Le statut de RAS/BRAF est associé au pronostic dans le cancer colorectal métastatique

  • Tang W & al.
  • Ann Surg Oncol

  • Univadis
  • Clinical Summary
L'accès à l'intégralité du contenu de ce site est reservé uniquement aux professionnels de santé disposant d'un compte.
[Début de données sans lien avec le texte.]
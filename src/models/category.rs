use std::{fmt, str::FromStr};

use serde::{Deserialize, Serialize};

use crate::error::EngineError;

/// Class of daily measurements a record belongs to.
#[derive(Debug, Clone, Copy, PartialEq, Eq, Hash, PartialOrd, Ord, Serialize, Deserialize)]
#[serde(rename_all = "lowercase")]
pub enum Category {
    Sleep,
    Readiness,
    Activity,
    Bedtime,
    Subjective,
}

impl Category {
    pub const ALL: [Category; 5] = [
        Category::Sleep,
        Category::Readiness,
        Category::Activity,
        Category::Bedtime,
        Category::Subjective,
    ];

    pub fn as_str(&self) -> &'static str {
        match self {
            Category::Sleep => "sleep",
            Category::Readiness => "readiness",
            Category::Activity => "activity",
            Category::Bedtime => "bedtime",
            Category::Subjective => "subjective",
        }
    }
}

impl fmt::Display for Category {
    fn fmt(&self, f: &mut fmt::Formatter<'_>) -> fmt::Result {
        f.write_str(self.as_str())
    }
}

impl FromStr for Category {
    type Err = EngineError;

    fn from_str(value: &str) -> Result<Self, Self::Err> {
        match value {
            "sleep" => Ok(Category::Sleep),
            "readiness" => Ok(Category::Readiness),
            "activity" => Ok(Category::Activity),
            "bedtime" => Ok(Category::Bedtime),
            "subjective" => Ok(Category::Subjective),
            other => Err(EngineError::UnknownCategory(other.to_string())),
        }
    }
}
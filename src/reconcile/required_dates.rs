use std::collections::BTreeSet;

use chrono::NaiveDate;

use crate::utils::dates::dates_between;

/// Dates of one category that no source has produced yet.
///
/// Starts as the full requested range and only ever shrinks.
#[derive(Debug, Clone, Default, PartialEq, Eq)]
pub struct RequiredDateSet {
    dates: BTreeSet<NaiveDate>,
}

impl RequiredDateSet {
    pub fn for_range(start: NaiveDate, end: NaiveDate) -> Self {
        Self {
            dates: dates_between(start, end).into_iter().collect(),
        }
    }

    /// Drop dates that were already resolved by an earlier run.
    pub fn without<'a>(mut self, resolved: impl IntoIterator<Item = &'a NaiveDate>) -> Self {
        for date in resolved {
            self.dates.remove(date);
        }
        self
    }

    /// Returns `true` if the date was still pending.
    pub fn resolve(&mut self, date: NaiveDate) -> bool {
        self.dates.remove(&date)
    }

    pub fn contains(&self, date: NaiveDate) -> bool {
        self.dates.contains(&date)
    }

    /// Ordered copy to iterate over while the set shrinks.
    pub fn snapshot(&self) -> Vec<NaiveDate> {
        self.dates.iter().copied().collect()
    }

    pub fn len(&self) -> usize {
        self.dates.len()
    }

    pub fn is_empty(&self) -> bool {
        self.dates.is_empty()
    }
}
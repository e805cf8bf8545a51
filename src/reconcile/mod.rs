pub mod config;
pub mod reconciler;
pub mod required_dates;

pub use config::ReconcilerConfig;
pub use reconciler::{ReconcileReport, Reconciler, SourceTally};
pub use required_dates::RequiredDateSet;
L'accès à l'intégralité du contenu de ce site est reservé uniquement aux professionnels de santé disposant d'un compte.

À retenir

  • Chez les patients atteints d’un cancer colorectal métastatique (CCRm), les mutations de RAS et de BRAF étaient associées à un pronostic défavorable, que les métastases aient été réséquées ou non.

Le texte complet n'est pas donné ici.